Because a component is a class that's made to be integrated into a design-time host, it has a life separate from the run-time mode that we normally think of for objects. It's not enough for a component to do a good job when interacting with a user at run time as per developer instructions; a component also needs to do a good job when interacting with the developer at design time.

This short excerpt from InformIT explains how to set up design-time debugging of your components.


To demonstrate the .NET Framework's various design-time features and services, I've built a sample. Because components and controls share the same design-time features and because I like things that look snazzy, I built a digital/analog clock control with the following public members (click here for an example of this clock):

public class ClockControl : Control {
  public ClockControl();
  public DateTime Alarm { get; set; }
  public bool IsItTimeForABreak { get; set; }
  public event AlarmHandler AlarmSounded;
  ...
}

When you build design-time features into your components, you'll need to test them and, more than likely, debug them. To test run-time functionality, you simply set a breakpoint in your component's code and run a test application, relying on Visual Studio .NET to break at the right moment.

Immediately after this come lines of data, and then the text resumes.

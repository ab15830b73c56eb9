//! Configuration loading for teamwire.

use serde::{Deserialize, Serialize};
use std::collections::BTreeMap;
use std::path::{Path, PathBuf};
use std::time::Duration;

use crate::core::{ProtocolConfig, QueueConfig};
use crate::core::queue::DEFAULT_QUEUE_CAPACITY;
use crate::error::{Error, Result};
use crate::protocol::Priority;

/// Get the teamwire home directory (~/.teamwire).
pub fn get_home_dir() -> Result<PathBuf> {
    let home = directories::UserDirs::new()
        .ok_or_else(|| Error::Config("Could not determine home directory".to_string()))?;

    Ok(home.home_dir().join(".teamwire"))
}

/// Get the settings file path.
pub fn get_settings_path() -> Result<PathBuf> {
    Ok(get_home_dir()?.join("settings.json"))
}

/// Load settings from ~/.teamwire/settings.json
pub fn load_settings() -> Result<Settings> {
    load_settings_from(&get_settings_path()?)
}

/// Load and validate settings from an explicit path.
pub fn load_settings_from(path: &Path) -> Result<Settings> {
    if !path.exists() {
        return Err(Error::Config(format!(
            "Settings file not found at {}",
            path.display()
        )));
    }

    let content = std::fs::read_to_string(path)?;
    let settings: Settings = serde_json::from_str(&content)?;
    validate_settings(&settings)?;

    tracing::debug!("Loaded settings from {}", path.display());
    Ok(settings)
}

/// Load settings or return default if not found.
pub fn load_settings_or_default() -> Settings {
    load_settings().unwrap_or_else(|e| {
        tracing::warn!("Failed to load settings: {}, using defaults", e);
        Settings::default()
    })
}

fn validate_settings(settings: &Settings) -> Result<()> {
    let protocol = &settings.protocol;
    if protocol.queue_capacity == 0 {
        return Err(Error::Config("protocol.queue_capacity must be positive".to_string()));
    }
    if protocol.lane_capacity == Some(0) {
        return Err(Error::Config("protocol.lane_capacity must be positive".to_string()));
    }
    if protocol.poll_interval_ms == 0 {
        return Err(Error::Config("protocol.poll_interval_ms must be positive".to_string()));
    }
    if let Some((id, _)) = settings.agents.iter().find(|(_, agent)| agent.role.trim().is_empty()) {
        return Err(Error::Config(format!("agents.{} has an empty role", id)));
    }
    Ok(())
}

/// Top-level settings file.
#[derive(Serialize, Deserialize, Clone, Debug, Default)]
pub struct Settings {
    #[serde(default)]
    pub protocol: ProtocolSettings,
    #[serde(default)]
    pub logging: LoggingSettings,
    /// Agents keyed by id
    #[serde(default)]
    pub agents: BTreeMap<String, AgentConfig>,
}

/// Engine and queue tuning.
#[derive(Serialize, Deserialize, Clone, Debug)]
pub struct ProtocolSettings {
    #[serde(default = "default_queue_capacity")]
    pub queue_capacity: usize,
    /// Per-lane ceiling; defaults to an even split of `queue_capacity`
    pub lane_capacity: Option<usize>,
    #[serde(default = "default_poll_interval_ms")]
    pub poll_interval_ms: u64,
    #[serde(default)]
    pub default_priority: Priority,
}

fn default_queue_capacity() -> usize {
    DEFAULT_QUEUE_CAPACITY
}

fn default_poll_interval_ms() -> u64 {
    100
}

impl Default for ProtocolSettings {
    fn default() -> Self {
        Self {
            queue_capacity: default_queue_capacity(),
            lane_capacity: None,
            poll_interval_ms: default_poll_interval_ms(),
            default_priority: Priority::default(),
        }
    }
}

impl ProtocolSettings {
    pub fn queue_config(&self) -> QueueConfig {
        let config = QueueConfig::new(self.queue_capacity);
        match self.lane_capacity {
            Some(lane) => config.with_lane_capacity(lane),
            None => config,
        }
    }

    pub fn protocol_config(&self) -> ProtocolConfig {
        ProtocolConfig {
            queue: self.queue_config(),
            poll_interval: Duration::from_millis(self.poll_interval_ms),
            default_priority: self.default_priority,
        }
    }
}

/// Logging configuration.
#[derive(Serialize, Deserialize, Clone, Debug)]
pub struct LoggingSettings {
    /// `EnvFilter` directive, overridden by `RUST_LOG`
    #[serde(default = "default_log_filter")]
    pub filter: String,
    /// Also write daily-rolled log files
    #[serde(default = "default_file_logging")]
    pub file: bool,
}

fn default_log_filter() -> String {
    "info,teamwire=debug".to_string()
}

fn default_file_logging() -> bool {
    true
}

impl Default for LoggingSettings {
    fn default() -> Self {
        Self {
            filter: default_log_filter(),
            file: default_file_logging(),
        }
    }
}

/// Agent configuration.
#[derive(Serialize, Deserialize, Clone, Debug, PartialEq, Eq)]
pub struct AgentConfig {
    pub role: String,
    pub name: Option<String>,
}

#[cfg(test)]
mod tests {
    use super::*;
    use std::io::Write;
    use tempfile::NamedTempFile;

    fn write_settings(content: &str) -> NamedTempFile {
        let mut file = NamedTempFile::new().unwrap();
        file.write_all(content.as_bytes()).unwrap();
        file
    }

    #[test]
    fn test_defaults() {
        let settings: Settings = serde_json::from_str("{}").unwrap();
        assert_eq!(settings.protocol.queue_capacity, 1000);
        assert_eq!(settings.protocol.poll_interval_ms, 100);
        assert_eq!(settings.protocol.default_priority, Priority::Normal);
        assert_eq!(settings.logging.filter, "info,teamwire=debug");
        assert!(settings.logging.file);
        assert!(settings.agents.is_empty());

        let config = settings.protocol.protocol_config();
        assert_eq!(config.queue.lane_capacity, 250);
        assert_eq!(config.poll_interval, Duration::from_millis(100));
    }

    #[test]
    fn test_load_from_file() {
        let file = write_settings(
            r#"{
                "protocol": {"queue_capacity": 40, "lane_capacity": 20, "default_priority": 3},
                "logging": {"file": false},
                "agents": {"lead": {"role": "manager"}, "coder": {"role": "engineer", "name": "Ada"}}
            }"#,
        );

        let settings = load_settings_from(file.path()).unwrap();
        let config = settings.protocol.protocol_config();
        assert_eq!(config.queue.capacity, 40);
        assert_eq!(config.queue.lane_capacity, 20);
        assert_eq!(config.default_priority, Priority::High);
        assert!(!settings.logging.file);
        assert_eq!(settings.agents["coder"].name.as_deref(), Some("Ada"));
        assert_eq!(settings.agents.keys().collect::<Vec<_>>(), ["coder", "lead"]);
    }

    #[test]
    fn test_rejects_empty_queue() {
        let file = write_settings(r#"{"protocol": {"queue_capacity": 0}}"#);
        assert!(matches!(load_settings_from(file.path()), Err(Error::Config(_))));

        let file = write_settings(r#"{"protocol": {"lane_capacity": 0}}"#);
        assert!(matches!(load_settings_from(file.path()), Err(Error::Config(_))));

        let file = write_settings(r#"{"protocol": {"queue_capacity": 3}}"#);
        let settings = load_settings_from(file.path()).unwrap();
        assert_eq!(settings.protocol.queue_config().lane_capacity, 1);
    }

    #[test]
    fn test_rejects_zero_poll_interval() {
        let file = write_settings(r#"{"protocol": {"poll_interval_ms": 0}}"#);
        assert!(matches!(load_settings_from(file.path()), Err(Error::Config(_))));
    }

    #[test]
    fn test_rejects_empty_role() {
        let file = write_settings(r#"{"agents": {"lead": {"role": " "}}}"#);
        assert!(matches!(load_settings_from(file.path()), Err(Error::Config(_))));
    }

    #[test]
    fn test_missing_file() {
        let dir = tempfile::tempdir().unwrap();
        let err = load_settings_from(&dir.path().join("settings.json")).unwrap_err();
        assert!(err.to_string().contains("not found"));
    }
}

What makes testing design-time debugging different is that you need a design-time host to debug against; an ordinary application won't do. Because the hands-down hosting favorite is Visual Studio .NET itself, this means that you'll use one instance of Visual Studio .NET to debug another instance of Visual Studio .NET with a running instance of the component loaded. This may sound confusing, but it's remarkably easy to set up:

  1. Open the component solution to debug in one instance of Visual Studio .NET.
  2. Set a second instance of Visual Studio .NET as your debug application by going to Project | Properties | Configuration Properties | Debugging and setting the following properties:
    1. Set Debug Mode to Program.
    2. Set Start Application to <your devenv.exe path>\devenv.exe.
    3. Set Command Line Arguments to <your test solution path>\yourTestSolution.sln.
  3. Choose Set As StartUp Project on your component project.
  4. Set a breakpoint in the component.
  5. Use Debug | Start (F5) to begin debugging.

At this point, a second instance of Visual Studio.NET starts up with another solution, allowing you to break and debug at will.

The key to making this setup work is to have one solution loaded in one instance of VS.NET that starts another instance of VS.NET with a completely different solution to test your component in design mode.